In a recent message I referenced some changes I made to this function and included a copy of it. I mentioned that I wanted to refactor it after getting the behavior I wanted because it’s rather unreadable. So let’s see how I would refactor this:
Function PS_GetFileHashes(aFiles As Variant, sHashAlgorithm As String) As Scripting.Dictionary
Const PS_Cmd_Beg As String = "Get-ChildItem -Path "
Const PS_Cmd_Mid As String = " -File | Get-FileHash -Algorithm "

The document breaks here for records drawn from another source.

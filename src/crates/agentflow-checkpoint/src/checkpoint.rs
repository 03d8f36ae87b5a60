//! Core checkpoint data structures for run persistence and replay
//!
//! A [`RunCheckpoint`] is a complete snapshot of a workflow run at a
//! super-step boundary: scope values, per-executor opaque state, queued
//! inbox envelopes, partially filled fan-in buffers and any outstanding
//! external-input requests. Restoring a checkpoint and replaying the same
//! external inputs reproduces the run byte for byte.
//!
//! Checkpoints within a run form a parent/child chain (a DAG once a run is
//! forked from an earlier checkpoint). The engine never interprets the
//! payload maps here beyond serialization: executor ids, scope keys and
//! envelope shapes are owned by the core crate and round-trip as
//! [`serde_json::Value`]s through the wire marshaller.
//!
//! # Example
//!
//! ```rust
//! use agentflow_checkpoint::RunCheckpoint;
//!
//! let checkpoint = RunCheckpoint::new("run-1")
//!     .with_step(3)
//!     .with_parent("earlier-checkpoint-id");
//!
//! assert_eq!(checkpoint.run_id, "run-1");
//! assert_eq!(checkpoint.schema_version, RunCheckpoint::SCHEMA_VERSION);
//! ```

use chrono::{DateTime, Utc};
use serde::{Deserialize, Serialize};
use serde_json::Value;
use std::collections::HashMap;
use uuid::Uuid;

/// Checkpoint ID type
pub type CheckpointId = String;

/// Run ID type
pub type RunId = String;

/// Complete run snapshot taken at a super-step boundary
#[derive(Debug, Clone, Serialize, Deserialize, PartialEq)]
pub struct RunCheckpoint {
    /// Wire format version; mismatches are rejected on retrieve
    pub schema_version: u32,

    /// Run this checkpoint belongs to
    pub run_id: RunId,

    /// Unique id of this checkpoint
    pub id: CheckpointId,

    /// Parent checkpoint, if any (chains form a DAG per run)
    #[serde(skip_serializing_if = "Option::is_none")]
    pub parent_id: Option<CheckpointId>,

    /// Capture time
    pub created_at: DateTime<Utc>,

    /// Super-step the run will execute next after restore
    pub step: u64,

    /// Scope values, keyed by `"{scope}/{key}"`
    pub scopes: HashMap<String, Value>,

    /// Opaque per-executor state blobs, keyed by executor id
    pub executor_states: HashMap<String, Value>,

    /// Queued envelopes per executor id, in delivery order
    pub inboxes: HashMap<String, Vec<Value>>,

    /// Partially filled fan-in cohorts, keyed by edge group id
    pub edge_buffers: HashMap<String, Value>,

    /// External-input requests the run is suspended on
    pub pending_requests: Vec<Value>,

    /// Most recent output payload emitted by the run, if any
    #[serde(skip_serializing_if = "Option::is_none")]
    pub last_output: Option<Value>,
}

impl RunCheckpoint {
    /// Current wire schema version
    pub const SCHEMA_VERSION: u32 = 1;

    /// Create an empty checkpoint for a run with a fresh id
    pub fn new(run_id: impl Into<RunId>) -> Self {
        Self {
            schema_version: Self::SCHEMA_VERSION,
            run_id: run_id.into(),
            id: Uuid::new_v4().to_string(),
            parent_id: None,
            created_at: Utc::now(),
            step: 0,
            scopes: HashMap::new(),
            executor_states: HashMap::new(),
            inboxes: HashMap::new(),
            edge_buffers: HashMap::new(),
            pending_requests: Vec::new(),
            last_output: None,
        }
    }

    /// Set the parent checkpoint id
    pub fn with_parent(mut self, parent_id: impl Into<CheckpointId>) -> Self {
        self.parent_id = Some(parent_id.into());
        self
    }

    /// Set the next super-step number
    pub fn with_step(mut self, step: u64) -> Self {
        self.step = step;
        self
    }
}

/// Index entry describing a stored checkpoint without its payload
#[derive(Debug, Clone, Serialize, Deserialize, PartialEq)]
pub struct CheckpointIndexEntry {
    /// Checkpoint id
    pub id: CheckpointId,

    /// Parent checkpoint id, if any
    #[serde(skip_serializing_if = "Option::is_none")]
    pub parent_id: Option<CheckpointId>,

    /// Capture time
    pub created_at: DateTime<Utc>,

    /// Super-step the checkpoint resumes at
    pub step: u64,
}

impl CheckpointIndexEntry {
    /// Build an index entry from a full checkpoint
    pub fn from_checkpoint(checkpoint: &RunCheckpoint) -> Self {
        Self {
            id: checkpoint.id.clone(),
            parent_id: checkpoint.parent_id.clone(),
            created_at: checkpoint.created_at,
            step: checkpoint.step,
        }
    }
}
#[tokio::test]
async fn test_skip_policy_continues_run() {
    let failures = Arc::new(AtomicU32::new(u32::MAX));
    let workflow = WorkflowBuilder::new("skips")
        .add_executor(make_binding(
            "flaky",
            "flaky",
            move || {
                Box::new(FlakyUntil {
                    failures_left: failures.clone(),
                })
            },
            &["text"],
            &["text"],
        ))
        .with_start("flaky")
        .build()
        .unwrap();

    let options =
        RunOptions::default().with_error_policy("flaky", ErrorPolicy::SkipMessage);
    let mut handle = start_run(workflow, TypedPayload::new("text", json!("go")), options).unwrap();

    let events = collect_until_terminal(&mut handle).await;
    assert!(final_output(&events).is_none());
    assert!(events
        .iter()
        .any(|e| matches!(e, RunEvent::Completed(None))));
}

#[tokio::test]
async fn test_cancellation_is_terminal() {
    let workflow = WorkflowBuilder::new("spinner")
        .add_executor(make_binding(
            "looper",
            "pass_through",
            || Box::new(PassThrough),
            &["text"],
            &["text"],
        ))
        .with_start("looper")
        .add_edge("looper", "looper")
        .build()
        .unwrap();

    let mut handle = start_run(
        workflow,
        TypedPayload::new("text", json!("spin")),
        RunOptions::default().with_max_supersteps(1_000_000),
    )
    .unwrap();
    handle.cancel();

    let events = collect_until_terminal(&mut handle).await;
    assert!(events.iter().any(|e| matches!(e, RunEvent::Cancelled)));
}

#[tokio::test]
async fn test_max_supersteps_guard() {
    let workflow = WorkflowBuilder::new("spinner")
        .add_executor(make_binding(
            "looper",
            "pass_through",
            || Box::new(PassThrough),
            &["text"],
            &["text"],
        ))
        .with_start("looper")
        .add_edge("looper", "looper")
        .build()
        .unwrap();

    let mut handle = start_run(
        workflow,
        TypedPayload::new("text", json!("spin")),
        RunOptions::default().with_max_supersteps(5),
    )
    .unwrap();
    let err = handle.run_to_completion().await.unwrap_err();
    assert!(err.to_string().contains("5 super-steps"));
}

fn non_system_scopes(checkpoint: &agentflow_core::RunCheckpoint) -> Vec<(String, Value)> {
    let mut entries: Vec<(String, Value)> = checkpoint
        .scopes
        .iter()
        .filter(|(key, _)| !key.starts_with("system/"))
        .map(|(key, value)| (key.clone(), value.clone()))
        .collect();
    entries.sort_by(|a, b| a.0.cmp(&b.0));
    entries
}

/// Law: identical inputs produce identical scope snapshots at every
/// boundary and the same final output
#[tokio::test]
async fn test_determinism_across_runs() {
    async fn run_once() -> (String, Arc<InMemoryCheckpointStore>, Option<TypedPayload>) {
        let store = Arc::new(InMemoryCheckpointStore::new());
        let options = RunOptions::default()
            .with_checkpoint_policy(CheckpointPolicy::EveryStep)
            .with_checkpoint_store(store.clone());
        let mut handle =
            start_run(linear_chain(), TypedPayload::new("i64", json!(5)), options).unwrap();
        let output = handle.run_to_completion().await.unwrap();
        (handle.run_id().to_string(), store, output)
    }

    let (run_a, store_a, output_a) = run_once().await;
    let (run_b, store_b, output_b) = run_once().await;
    assert_eq!(output_a, output_b);

    let index_a = store_a.retrieve_index(&run_a, None).await.unwrap();
    let index_b = store_b.retrieve_index(&run_b, None).await.unwrap();
    assert_eq!(index_a.len(), index_b.len());

    for (entry_a, entry_b) in index_a.iter().zip(&index_b) {
        assert_eq!(entry_a.step, entry_b.step);
        let cp_a = store_a.retrieve(&run_a, &entry_a.id).await.unwrap();
        let cp_b = store_b.retrieve(&run_b, &entry_b.id).await.unwrap();
        assert_eq!(non_system_scopes(&cp_a), non_system_scopes(&cp_b));
    }
}

/// Law: restore(checkpoint(k)) then continue == uninterrupted execution
#[tokio::test]
async fn test_checkpoint_round_trip_mid_run() {
    let store = Arc::new(InMemoryCheckpointStore::new());
    let options = RunOptions::default()
        .with_checkpoint_policy(CheckpointPolicy::EveryStep)
        .with_checkpoint_store(store.clone());

    let mut handle =
        start_run(linear_chain(), TypedPayload::new("i64", json!(5)), options).unwrap();
    let uninterrupted = handle.run_to_completion().await.unwrap().unwrap();
    let run_id = handle.run_id().to_string();

    // Resume from each boundary and expect the same terminal output.
    let index = store.retrieve_index(&run_id, None).await.unwrap();
    assert!(!index.is_empty());
    for entry in index.iter().filter(|e| e.step < 3) {
        let mut restored = restore_run(
            linear_chain(),
            store.clone() as Arc<dyn CheckpointStore>,
            &run_id,
            &entry.id,
            RunOptions::default(),
        )
        .await
        .unwrap();
        let replayed = restored.run_to_completion().await.unwrap().unwrap();
        assert_eq!(replayed, uninterrupted, "diverged at step {}", entry.step);
    }
}

// -- Human-in-the-loop ----------------------------------------------------

#[derive(Default)]
struct ScriptedProvider {
    log: Mutex<Vec<ChatMessage>>,
}

impl ScriptedProvider {
    fn appended(&self) -> Vec<ChatMessage> {
        self.log.lock().unwrap().clone()
    }
}

#[async_trait]
impl AgentProvider for ScriptedProvider {
    async fn create_conversation(&self) -> Result<String> {
        Ok("conv-1".to_string())
    }

    async fn append_message(&self, _conversation_id: &str, message: ChatMessage) -> Result<()> {
        self.log.lock().unwrap().push(message);
        Ok(())
    }

    async fn invoke(&self, _request: InvokeRequest) -> Result<AgentUpdateStream> {
        let approval = self
            .log
            .lock()
            .unwrap()
            .iter()
            .rev()
            .find_map(|m| m.approval_response_part().map(|(id, ok)| (id.to_string(), ok)));
        let updates = match approval {
            Some((call_id, true)) if call_id == "call-42" => vec![
                Ok(AgentUpdate::MessageDelta {
                    text: "email ".to_string(),
                }),
                Ok(AgentUpdate::Message {
                    message: ChatMessage::assistant("email sent").with_author("mailer"),
                }),
            ],
            Some((_, _)) => vec![Ok(AgentUpdate::Message {
                message: ChatMessage::assistant("okay, not sending").with_author("mailer"),
            })],
            None => vec![Ok(AgentUpdate::ApprovalRequest {
                call_id: "call-42".to_string(),
                name: "send_email".to_string(),
                arguments: json!({"to": "ada@example.com"}),
            })],
        };
        Ok(Box::pin(futures::stream::iter(updates)))
    }

    async fn get_message(&self, _conversation_id: &str, message_id: &str) -> Result<ChatMessage> {
        self.log
            .lock()
            .unwrap()
            .iter()
            .find(|m| m.id == message_id)
            .cloned()
            .ok_or_else(|| WorkflowError::AgentProvider("message not found".to_string()))
    }

    async fn list_messages(
        &self,
        _conversation_id: &str,
        _query: ListMessagesQuery,
    ) -> Result<MessageStream> {
        let messages: Vec<Result<ChatMessage>> =
            self.appended().into_iter().map(Ok).collect();
        Ok(Box::pin(futures::stream::iter(messages)))
    }
}

fn agent_workflow(provider: Arc<ScriptedProvider>) -> Workflow {
    WorkflowBuilder::new("mailer")
        .add_executor(agentflow_core::AgentExecutor::binding(
            "agent", "mailer", provider,
        ))
        .with_start("agent")
        .build()
        .unwrap()
}

async fn wait_for_request(handle: &mut RunHandle) -> agentflow_core::ExternalInputRequest {
    loop {
        match handle.poll_event().await.expect("run ended early") {
            RunEvent::ExternalInputRequested(request) => return request,
            _ => continue,
        }
    }
}

/// Scenario: approval request suspends; approval resumes and completes
#[tokio::test]
async fn test_human_in_the_loop_approval() {
    let provider = Arc::new(ScriptedProvider::default());
    let store = Arc::new(InMemoryCheckpointStore::new());
    let options = RunOptions::default()
        .with_checkpoint_policy(CheckpointPolicy::EveryStep)
        .with_checkpoint_store(store.clone());

    let mut handle = start_run(
        agent_workflow(provider.clone()),
        TypedPayload::of(tags::CHAT_MESSAGE, &ChatMessage::user("please send the email")).unwrap(),
        options,
    )
    .unwrap();

    let request = wait_for_request(&mut handle).await;
    let (call_id, name, _) = request.message.approval_request_part().unwrap();
    assert_eq!(call_id, "call-42");
    assert_eq!(name, "send_email");

    // A mismatched response is rejected and the run stays suspended.
    handle
        .resume_with(ExternalInputResponse::new(ChatMessage::approval_response(
            "call-99", true,
        )))
        .unwrap();
    loop {
        match handle.poll_event().await.unwrap() {
            RunEvent::Diagnostic(DiagnosticEvent::ResponseRejected { .. }) => break,
            RunEvent::Completed(_) | RunEvent::Failed(_) => panic!("run advanced on bad response"),
            _ => continue,
        }
    }

    handle
        .resume_with(ExternalInputResponse::new(ChatMessage::approval_response(
            "call-42", true,
        )))
        .unwrap();
    let events = collect_until_terminal(&mut handle).await;
    let output = final_output(&events).unwrap();
    let reply = ChatMessage::from_tagged_value(&output.value).unwrap();
    assert_eq!(reply.text(), "email sent");

    // The conversation scope holds both sides of the approval exchange.
    let index = store.retrieve_index(handle.run_id(), None).await.unwrap();
    let last = store
        .retrieve(handle.run_id(), &index.last().unwrap().id)
        .await
        .unwrap();
    let history = agentflow_core::messages::messages_from_tagged_value(
        last.scopes.get("conversation/history"),
    );
    assert!(history.iter().any(|m| m.approval_request_part().is_some()));
    assert!(history.iter().any(|m| m.approval_response_part().is_some()));
    assert!(history.iter().any(|m| m.text() == "email sent"));
}

/// Scenario: checkpoint across the suspension, discard, restore, resume
#[tokio::test]
async fn test_checkpoint_restore_across_suspension() {
    let store = Arc::new(InMemoryCheckpointStore::new());
    let provider = Arc::new(ScriptedProvider::default());
    let options = RunOptions::default()
        .with_checkpoint_policy(CheckpointPolicy::Manual)
        .with_checkpoint_store(store.clone());

    let mut handle = start_run(
        agent_workflow(provider),
        TypedPayload::of(tags::CHAT_MESSAGE, &ChatMessage::user("please send the email")).unwrap(),
        options,
    )
    .unwrap();

    wait_for_request(&mut handle).await;
    handle.checkpoint_now().unwrap();
    let checkpoint_id = loop {
        match handle.poll_event().await.unwrap() {
            RunEvent::Checkpointed(id) => break id,
            _ => continue,
        }
    };
    let run_id = handle.run_id().to_string();

    // Discard the in-memory run entirely.
    drop(handle);

    let fresh_provider = Arc::new(ScriptedProvider::default());
    let mut restored = restore_run(
        agent_workflow(fresh_provider),
        store.clone() as Arc<dyn CheckpointStore>,
        &run_id,
        &checkpoint_id,
        RunOptions::default(),
    )
    .await
    .unwrap();

    restored
        .resume_with(ExternalInputResponse::new(ChatMessage::approval_response(
            "call-42", true,
        )))
        .unwrap();
    let output = restored.run_to_completion().await.unwrap().unwrap();
    let reply = ChatMessage::from_tagged_value(&output.value).unwrap();
    assert_eq!(reply.text(), "email sent");
}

Const PS_Cmd_End As String = " | ForEach { $_.Path + '|' + $_.Hash }"
Dim t As New HAL_TickCounter: t.Init
Dim LenCmd As Long, aIdx As Long
t.Elapsed "GetFileHashes Begin"
Dim retVal As New Scripting.Dictionary
Dim sPSCmd As String, itm As Variant, sPathsPart As String, sPreviousPart As String, aOutput As Variant, itmParts As Variant
On Error GoTo Error_Handler
Select Case sHashAlgorithm
Case "MACTripleDES", "MD5", "RIPEMD160", "SHA1", "SHA256", "SHA384", "SHA512"
Case Else
MsgBox "Unknown Algorithm", vbCritical Or vbOKOnly, "Operation Aborted"
GoTo Error_Handler_Exit
End Select
LenCmd = Len(PS_Cmd_Beg & PS_Cmd_Mid & sHashAlgorithm & PS_Cmd_End)
' Need to split aFiles into manageable segments. 515 files overloaded the PS_GetOutput in this case
' Maybe get every 50 - 100 files at a time.

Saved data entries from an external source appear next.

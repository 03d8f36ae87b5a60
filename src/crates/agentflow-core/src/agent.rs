//! Agent provider capability and the agent executor adapter
//!
//! The engine never talks to a concrete model client. It consumes an
//! [`AgentProvider`] - an external collaborator with a narrow contract:
//! conversations, message append/list, and `invoke`, which returns a lazy,
//! finite, non-restartable stream of [`AgentUpdate`]s that the adapter
//! drains to completion inside its handler.
//!
//! [`AgentExecutor`] presents a provider-backed agent as an engine node:
//! it accepts a conversation update, forwards it to the provider, writes
//! the exchange into the `conversation` scope and emits the assistant
//! reply. When the agent proposes a function call that needs approval, the
//! adapter publishes an external-input request instead and the run
//! suspends; the matching response is routed back to it on resume. The
//! pending approval is part of the executor's snapshot state, so the
//! request survives checkpoint/restore.

use crate::envelope::{tags, TypedPayload};
use crate::error::{Result, WorkflowError};
use crate::executor::{Executor, ExecutorContext};
use crate::messages::{
    messages_from_tagged_value, messages_to_tagged_value, ChatMessage,
};
use crate::scopes::ScopeKind;
use crate::workflow::ExecutorBinding;
use async_trait::async_trait;
use futures::{Stream, StreamExt};
use serde::{Deserialize, Serialize};
use serde_json::{json, Value};
use std::pin::Pin;
use std::sync::Arc;

/// One update in an agent invocation stream
#[derive(Debug, Clone, PartialEq, Serialize, Deserialize)]
#[serde(tag = "kind", rename_all = "snake_case")]
pub enum AgentUpdate {
    /// Incremental assistant text
    MessageDelta { text: String },

    /// A complete message produced by the agent
    Message { message: ChatMessage },

    /// The agent proposes a function call that requires approval
    ApprovalRequest {
        call_id: String,
        name: String,
        #[serde(default)]
        arguments: Value,
    },
}

/// Lazy, finite, non-restartable stream of invocation updates
pub type AgentUpdateStream = Pin<Box<dyn Stream<Item = Result<AgentUpdate>> + Send>>;

/// Stream of conversation messages
pub type MessageStream = Pin<Box<dyn Stream<Item = Result<ChatMessage>> + Send>>;

/// Parameters for one agent invocation
#[derive(Debug, Clone, Default, Serialize, Deserialize)]
pub struct InvokeRequest {
    /// Agent to invoke
    pub agent_id: String,

    /// Optional pinned agent version
    #[serde(skip_serializing_if = "Option::is_none")]
    pub agent_version: Option<String>,

    /// Conversation to run in, if any
    #[serde(skip_serializing_if = "Option::is_none")]
    pub conversation_id: Option<String>,

    /// Ad-hoc messages for conversationless invocations
    #[serde(default)]
    pub messages: Vec<ChatMessage>,

    /// Provider-specific arguments
    #[serde(skip_serializing_if = "Option::is_none")]
    pub args: Option<Value>,
}

impl InvokeRequest {
    /// Request for an agent id
    pub fn new(agent_id: impl Into<String>) -> Self {
        Self {
            agent_id: agent_id.into(),
            ..Default::default()
        }
    }

    /// Pin an agent version
    pub fn with_version(mut self, version: impl Into<String>) -> Self {
        self.agent_version = Some(version.into());
        self
    }

    /// Run in an existing conversation
    pub fn with_conversation(mut self, conversation_id: impl Into<String>) -> Self {
        self.conversation_id = Some(conversation_id.into());
        self
    }

    /// Supply ad-hoc messages
    pub fn with_messages(mut self, messages: Vec<ChatMessage>) -> Self {
        self.messages = messages;
        self
    }

    /// Provider-specific arguments
    pub fn with_args(mut self, args: Value) -> Self {
        self.args = Some(args);
        self
    }
}

/// Query options for listing conversation messages
#[derive(Debug, Clone, Default, Serialize, Deserialize)]
pub struct ListMessagesQuery {
    #[serde(skip_serializing_if = "Option::is_none")]
    pub before: Option<String>,
    #[serde(skip_serializing_if = "Option::is_none")]
    pub after: Option<String>,
    #[serde(skip_serializing_if = "Option::is_none")]
    pub limit: Option<usize>,
    #[serde(default)]
    pub newest_first: bool,
}

/// External agent capability consumed by the engine
#[async_trait]
pub trait AgentProvider: Send + Sync {
    /// Create a conversation; returns its id
    async fn create_conversation(&self) -> Result<String>;

    /// Append a message to a conversation
    async fn append_message(&self, conversation_id: &str, message: ChatMessage) -> Result<()>;

    /// Invoke an agent; the returned stream is drained to completion by
    /// the caller
    async fn invoke(&self, request: InvokeRequest) -> Result<AgentUpdateStream>;

    /// Fetch one message
    async fn get_message(&self, conversation_id: &str, message_id: &str) -> Result<ChatMessage>;

    /// List conversation messages
    async fn list_messages(
        &self,
        conversation_id: &str,
        query: ListMessagesQuery,
    ) -> Result<MessageStream>;
}

/// Approval the adapter is waiting on across a suspension
#[derive(Debug, Clone, PartialEq, Serialize, Deserialize)]
struct PendingApproval {
    call_id: String,
    name: String,
    arguments: Value,
}

/// Conversation scope key holding the chat history
pub const CONVERSATION_HISTORY_KEY: &str = "history";

/// Conversation scope key holding the provider conversation id
pub const CONVERSATION_ID_KEY: &str = "id";

/// Executor adapter wrapping an [`AgentProvider`] as an engine node
pub struct AgentExecutor {
    agent_id: String,
    provider: Arc<dyn AgentProvider>,
    conversation_id: Option<String>,
    pending_approval: Option<PendingApproval>,
}

impl AgentExecutor {
    /// Wrap a provider-backed agent
    pub fn new(agent_id: impl Into<String>, provider: Arc<dyn AgentProvider>) -> Self {
        Self {
            agent_id: agent_id.into(),
            provider,
            conversation_id: None,
            pending_approval: None,
        }
    }

    /// Binding with the adapter's declared types: accepts conversation
    /// updates (and scheduler-injected responses), emits replies
    pub fn binding(
        executor_id: impl Into<String>,
        agent_id: impl Into<String>,
        provider: Arc<dyn AgentProvider>,
    ) -> ExecutorBinding {
        let agent_id = agent_id.into();
        ExecutorBinding::new(executor_id, "agent", {
            let agent_id = agent_id.clone();
            Arc::new(move || {
                Box::new(AgentExecutor::new(agent_id.clone(), provider.clone()))
                    as Box<dyn Executor>
            })
        })
        .with_input(tags::CHAT_MESSAGE)
        .with_input(tags::EXTERNAL_RESPONSE)
        .with_output(tags::CHAT_MESSAGE)
    }

    async fn ensure_conversation(&mut self) -> Result<String> {
        if let Some(id) = &self.conversation_id {
            return Ok(id.clone());
        }
        let id = self.provider.create_conversation().await?;
        self.conversation_id = Some(id.clone());
        Ok(id)
    }

    /// Drain an invocation stream into (reply, approval request)
    async fn drain_invocation(
        &self,
        conversation_id: &str,
    ) -> Result<(Option<ChatMessage>, Option<PendingApproval>)> {
        let request = InvokeRequest::new(self.agent_id.clone()).with_conversation(conversation_id);
        let mut stream = self.provider.invoke(request).await?;

        let mut delta_text = String::new();
        let mut last_message: Option<ChatMessage> = None;
        let mut approval: Option<PendingApproval> = None;
        while let Some(update) = stream.next().await {
            match update? {
                AgentUpdate::MessageDelta { text } => delta_text.push_str(&text),
                AgentUpdate::Message { message } => last_message = Some(message),
                AgentUpdate::ApprovalRequest {
                    call_id,
                    name,
                    arguments,
                } => {
                    approval = Some(PendingApproval {
                        call_id,
                        name,
                        arguments,
                    });
                }
            }
        }

        let reply = match last_message {
            Some(message) => Some(message),
            None if !delta_text.is_empty() => {
                Some(ChatMessage::assistant(delta_text).with_author(self.agent_id.clone()))
            }
            None => None,
        };
        Ok((reply, approval))
    }

    fn write_history(
        &self,
        ctx: &mut ExecutorContext,
        conversation_id: &str,
        history: &[ChatMessage],
    ) -> Result<()> {
        ctx.queue_scope_write(
            ScopeKind::Conversation,
            CONVERSATION_HISTORY_KEY,
            messages_to_tagged_value(history),
        )?;
        ctx.queue_scope_write(
            ScopeKind::Conversation,
            CONVERSATION_ID_KEY,
            json!(conversation_id),
        )?;
        Ok(())
    }

    fn save_state(&self, ctx: &mut ExecutorContext) {
        ctx.save_executor_state(json!({
            "conversation_id": self.conversation_id,
            "pending_approval": self.pending_approval,
        }));
    }

    fn history_from_scope(&self, ctx: &ExecutorContext) -> Vec<ChatMessage> {
        messages_from_tagged_value(
            ctx.read_scope(ScopeKind::Conversation, CONVERSATION_HISTORY_KEY)
                .as_ref(),
        )
    }

    async fn handle_conversation_update(
        &mut self,
        payload: TypedPayload,
        ctx: &mut ExecutorContext,
    ) -> Result<()> {
        let incoming: ChatMessage = serde_json::from_value(payload.value)
            .map_err(|e| WorkflowError::handler(ctx.executor_id(), e.to_string()))?;

        let conversation_id = self.ensure_conversation().await?;
        self.provider
            .append_message(&conversation_id, incoming.clone())
            .await?;

        let mut history = self.history_from_scope(ctx);
        history.push(incoming);

        let (reply, approval) = self.drain_invocation(&conversation_id).await?;

        if let Some(approval) = approval {
            let request_message = ChatMessage::approval_request(
                approval.call_id.clone(),
                approval.name.clone(),
                approval.arguments.clone(),
            )
            .with_author(self.agent_id.clone());
            history.push(request_message.clone());
            self.pending_approval = Some(approval);
            self.write_history(ctx, &conversation_id, &history)?;
            ctx.request_external(request_message);
            self.save_state(ctx);
            return Ok(());
        }

        let reply = reply.ok_or_else(|| {
            WorkflowError::AgentProvider("invocation produced no reply".to_string())
        })?;
        self.provider
            .append_message(&conversation_id, reply.clone())
            .await?;
        history.push(reply.clone());
        self.write_history(ctx, &conversation_id, &history)?;
        self.save_state(ctx);
        ctx.emit(TypedPayload::of(tags::CHAT_MESSAGE, &reply)?);
        Ok(())
    }

    async fn handle_approval_response(
        &mut self,
        payload: TypedPayload,
        ctx: &mut ExecutorContext,
    ) -> Result<()> {
        let response: ChatMessage = serde_json::from_value(payload.value)
            .map_err(|e| WorkflowError::handler(ctx.executor_id(), e.to_string()))?;

        let pending = self.pending_approval.take().ok_or_else(|| {
            WorkflowError::ExternalInput("no approval is pending on this executor".to_string())
        })?;
        match response.approval_response_part() {
            Some((call_id, _)) if call_id == pending.call_id => {}
            _ => {
                self.pending_approval = Some(pending);
                return Err(WorkflowError::ExternalInput(
                    "response does not answer the pending approval".to_string(),
                ));
            }
        }

        let conversation_id = self.ensure_conversation().await?;
        self.provider
            .append_message(&conversation_id, response.clone())
            .await?;
        let mut history = self.history_from_scope(ctx);
        history.push(response);

        let (reply, approval) = self.drain_invocation(&conversation_id).await?;
        if approval.is_some() {
            return Err(WorkflowError::AgentProvider(
                "provider requested a second approval during resume".to_string(),
            ));
        }
        let reply = reply.ok_or_else(|| {
            WorkflowError::AgentProvider("invocation produced no reply".to_string())
        })?;
        self.provider
            .append_message(&conversation_id, reply.clone())
            .await?;
        history.push(reply.clone());
        self.write_history(ctx, &conversation_id, &history)?;
        self.save_state(ctx);
        ctx.emit(TypedPayload::of(tags::CHAT_MESSAGE, &reply)?);
        Ok(())
    }
}

#[async_trait]
impl Executor for AgentExecutor {
    fn kind(&self) -> &str {
        "agent"
    }

    async fn handle(&mut self, payload: TypedPayload, ctx: &mut ExecutorContext) -> Result<()> {
        match payload.type_tag.as_str() {
            tags::EXTERNAL_RESPONSE => self.handle_approval_response(payload, ctx).await,
            _ => self.handle_conversation_update(payload, ctx).await,
        }
    }

    fn snapshot_state(&self) -> Option<Value> {
        Some(json!({
            "conversation_id": self.conversation_id,
            "pending_approval": self.pending_approval,
        }))
    }

    fn on_restore(&mut self, blob: Value) -> Result<()> {
        self.conversation_id = blob
            .get("conversation_id")
            .and_then(Value::as_str)
            .map(String::from);
        self.pending_approval = blob
            .get("pending_approval")
            .filter(|v| !v.is_null())
            .map(|v| serde_json::from_value(v.clone()))
            .transpose()?;
        Ok(())
    }
}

' Looks like 32656 characters is near the limit, 32766 is over the limit 32768 is
aIdx = LBound(aFiles)
Do While aIdx <= UBound(aFiles)
sPathsPart = ""
Do
sPreviousPart = sPathsPart
sPathsPart = sPathsPart & HALutil.WrapText(aFiles(aIdx), "'") & ","
aIdx = aIdx + 1
If aIdx >= UBound(aFiles) Then Exit Do
Loop Until Len(sPathsPart) - 1 + LenCmd > 32656
' We left because either we reached the end of the array or we exceeded the limit.
' If we exceeded the limit then we need to back one element off of sPathsPart and the aIdx
If Len(sPathsPart) - 1 + LenCmd > 32656 Then
aIdx = aIdx - 1
sPathsPart = sPreviousPart
End If
'Remove the comma from the end if there, if empty, use *.*
If Len(sPathsPart) > 0 Then sPathsPart = Left(sPathsPart, Len(sPathsPart) - 1) Else sPathsPart = "'*.*'"
' Build the PowerShell command string
sPSCmd = PS_Cmd_Beg & sPathsPart & PS_Cmd_Mid & sHashAlgorithm & PS_Cmd_End
t.Elapsed "GetFileHashes Start GetOutput"
aOutput = Split(CStr(PS_GetOutput(sPSCmd)), vbCrLf)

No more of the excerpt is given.